Penemuan terbaru teknologi nano, ilmuwan nanomedis telah membuktikan bahwa nanopartikel juga mampu atasi malnutrisi tanaman. Hal ini menjadi sejarah penting bagi bidang pertanian di dunia. Tanaman tomat menjadi percobaan pertama yang dilakukan oleh ilmuwan. Dalam penelitian ini, tanaman tomat liposom sarat dengan Fe dan Mg mengatasi kekurangan gizi akut yang tidak dapat diobati menggunakan nutrisi pertanian yang biasa[1]. Mereka membuktikan bahwa pemberian obat pada tanaman berskala nano memberikan respon positif dan sangat baik dalam memperbaiki gizi tanaman. Ilmuwan menggunakan partikel nanoliposom yang terdiri dari senyawa lipid dan dapat menembus daun serta akar tanaman.

Gambar 1. Nanoliposom mentranslokasi nanopartikel ke seluruh bagian tanaman

Liposom sendiri merupakan vesikula yang terdiri dari fosfolipid (termasuk turunan asam lemak) yang membentuk membran bilayer. Liposom stabil dalam lingkungan berair dan kemudian bergabung dengan membran plasma atau diinternalisasi oleh sel melalui jalur endocytic[2].. Secara khusus, formulasi liposom didasarkan pada lecithin rantai 16 / 18C (kedelai terhidrogenasi L-α-phosphatidylcholine, HSPC). HSPC juga merupakan fosfolipid utama pada obat liposomal anti-kanker yang disetujui secara klinis Doxil 25[3]. Liposom berukuran sekitar 100 nm diaplikasikan pada ujung apikal tanaman tomat. Kemudian, akar primer, sekunder, dan tersier dari tanaman tomat disegmentasi dan dilihat secara detail menggunakan confocal microscopy. Setelah 72 jam, secara intraseluler liposom akan terikat erat dengan inti dimana akan bertahap menjadi agregat. Lalu, setelah 96 jam akan menunjukkan pelepasan warna dari liposom. Selanjutnya, dilakukan uji mengenai distribusi liposom yang diberikan ke daun yang berdekatan. Liposom diuji dengan selebaran apikal tunggal. Setelah 24 jam, selebran apikal yang berdekatan dilepaskan dari jaringan epidermis dan dicerna secara enzimatis untuk memperoleh protoplas mesofil. Observasi ini menunjukkan bahwa nanoliposom mentranslokasi melalui daun ke daun dan akar yang lain, kemudian melepas muatannya dalam nukleus.

Gambar 2. Perbandingan tanaman malnutrisi yang dirawat dengan spray biasa (kiri) dan spray nanopartikel (kanan)

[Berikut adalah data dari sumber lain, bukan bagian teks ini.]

use std::collections::HashMap;
use std::sync::Arc;

use tracing::{debug, info};

use xsbridge_core::config::EngineConfig;
use xsbridge_core::error::{Error, Result};
use xsbridge_core::query::{SearchMode, SearchOptions, SearchQuery};
use xsbridge_core::schema::{SchemaDescriptor, SOFT_DELETE_FIELD};
use xsbridge_core::traits::{ClientFactory, EntityResolver, SearchClient, Searchable};
use xsbridge_core::types::{Document, FieldValue, SearchResults};

use crate::cache::ClientCache;

/// Bridges searchable host entities to a full-text search daemon.
///
/// Every operation is a blocking call on the collection's client. Clients
/// are created lazily, one per collection name, and cached until
/// [`SearchEngineAdapter::evict`] is called.
pub struct SearchEngineAdapter<F: ClientFactory> {
    config: EngineConfig,
    descriptor: SchemaDescriptor,
    factory: F,
    clients: ClientCache<F::Client>,
}

impl<F: ClientFactory> SearchEngineAdapter<F> {
    pub fn new(config: EngineConfig, factory: F) -> Self {
        let descriptor = SchemaDescriptor::new(&config);
        Self { config, descriptor, factory, clients: ClientCache::new() }
    }

    pub fn config(&self) -> &EngineConfig { &self.config }

    pub fn factory(&self) -> &F { &self.factory }

    /// Name of the document field holding entity primary keys.
    pub fn key_name(&self) -> &str { self.descriptor.key_name() }

    /// Upserts one document per entity.
    pub fn update<T: Searchable>(&self, entities: &[T]) -> Result<()> {
        if entities.is_empty() {
            return Ok(());
        }
        let soft_delete = self.uses_soft_delete::<T>();
        let client = self.client_for::<T>()?;
        for (entity, mut doc) in entities.iter().zip(self.attach_soft_delete(entities, soft_delete)) {
            doc.insert(self.key_name(), entity.search_key());
            doc.extend(entity.to_searchable_fields());
            doc.extend(entity.search_metadata());
            client.update(doc)?;
        }
        debug!(collection = %T::searchable_as(), count = entities.len(), "updated documents");
        Ok(())
    }

    /// Removes the entities' documents with a single bulk delete.
    pub fn delete<T: Searchable>(&self, entities: &[T]) -> Result<()> {
        if entities.is_empty() {
            return Ok(());
        }
        let keys: Vec<String> = entities.iter().map(T::search_key).collect();
        self.client_for::<T>()?.delete(&keys)?;
        debug!(collection = %T::searchable_as(), count = keys.len(), "deleted documents");
        Ok(())
    }

    /// Wipes the whole collection of `T`. Irreversible.
    pub fn clean<T: Searchable>(&self) -> Result<()> {
        self.client_for::<T>()?.clean()?;
        info!(collection = %T::searchable_as(), "cleaned collection");
        Ok(())
    }

    pub fn search<T: Searchable>(&self, query: &SearchQuery) -> Result<SearchResults> {
        self.perform_search::<T>(query, SearchOptions::new(query.limit_hint(), None))
    }

    /// Searches one page; `page_number` is 1-based.
    pub fn paginate<T: Searchable>(&self, query: &SearchQuery, per_page: usize, page_number: usize) -> Result<SearchResults> {
        self.perform_search::<T>(query, SearchOptions::paginated(per_page, page_number))
    }

    pub fn perform_search<T: Searchable>(&self, query: &SearchQuery, options: SearchOptions) -> Result<SearchResults> {
        let client = self.client_for::<T>()?;
        let mut session = client.search();

        if let Some((limit, offset)) = options.limit_offset() {
            session.set_limit(limit, offset);
        }

        if let SearchMode::Delegated(handler) = query.mode() {
            debug!(collection = %T::searchable_as(), "delegating search to caller");
            return handler(&mut *session, query.text(), &options).map_err(Error::Client);
        }

        session.set_fuzzy(query.is_fuzzy());
        session.set_query(&query.query_text());
        for (field, range) in query.ranges() {
            session.add_range(field, range.from.as_ref(), range.to.as_ref());
        }
        if let Some(order) = query.order_by() {
            session.set_sort(&order.field, order.ascending);
        }

        let docs = session.execute()?;
        let total = session.last_count();
        debug!(collection = %T::searchable_as(), hits = docs.len(), total, "search finished");
        Ok(SearchResults { docs, total })
    }

    /// Primary keys of the hits, in ranking order.
    pub fn map_ids(&self, results: &SearchResults) -> Vec<String> {
        results.docs.iter().filter_map(|doc| doc.get(self.key_name())).map(FieldValue::to_string).collect()
    }

    /// Resolves hits to entities with one batch lookup.
    ///
    /// The result follows the ranking order of `results`; hits whose entity
    /// no longer resolves are dropped.
    pub fn map<T, R>(&self, results: &SearchResults, resolver: &R) -> Result<Vec<T>>
    where
        T: Searchable + Clone,
        R: EntityResolver<T> + ?Sized,
    {
        if results.docs.is_empty() {
            return Ok(Vec::new());
        }
        let keys = self.map_ids(results);
        let by_key: HashMap<String, T> = resolver
            .resolve(&keys)
            .map_err(Error::Resolve)?
            .into_iter()
            .map(|entity| (entity.search_key(), entity))
            .collect();
        Ok(keys.iter().filter_map(|key| by_key.get(key).cloned()).collect())
    }

    pub fn total_count(&self, results: &SearchResults) -> u64 { results.total }

    /// Drops the cached client of `collection`; the next operation re-reads
    /// the field declarations and connects again.
    pub fn evict(&self, collection: &str) -> bool {
        let evicted = self.clients.evict(collection);
        if evicted {
            info!(collection, "evicted search client");
        }
        evicted
    }

    pub fn cached_collections(&self) -> Vec<String> { self.clients.collections() }

    fn uses_soft_delete<T: Searchable>(&self) -> bool { T::uses_soft_delete() && self.config.soft_delete }

    /// One starting document per entity, holding the soft-delete flag when
    /// it is tracked.
    fn attach_soft_delete<T: Searchable>(&self, entities: &[T], soft_delete: bool) -> Vec<Document> {
        entities
            .iter()
            .map(|entity| {
                if soft_delete {
                    Document::new().with_field(SOFT_DELETE_FIELD, entity.is_soft_deleted())
                } else {
                    Document::new()
                }
            })
            .collect()
    }

    fn client_for<T: Searchable>(&self) -> Result<Arc<F::Client>> {
        let collection = T::searchable_as();
        self.clients.get_or_try_insert_with(&collection, || -> Result<F::Client> {
            let schema = self.descriptor.describe(&collection, &T::searchable_field_types(), self.uses_soft_delete::<T>())?;
            info!(collection = %collection, fields = schema.fields.len(), "creating search client");
            debug!(collection = %collection, schema = %schema, "rendered collection schema");
            Ok(self.factory.connect(&schema)?)
        })
    }
}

Kemampuan nanoliposom untuk memperbaiki gizi pertanian dapat diterapkan pada setiap tanaman. Penelitian ini menunjukkan bahwa nanoliposom memberi keuntungan dalam menembus daun dan memberikan jumlah bahan pengobatan yang lebih dari cukup pada jaringan semua tanaman. Satu kemungkinan yang pasti, nanoliposom menembus daun melalui stomata, yang memiliki ukuran  pori sekitar 8 hingga 20 mikrometer.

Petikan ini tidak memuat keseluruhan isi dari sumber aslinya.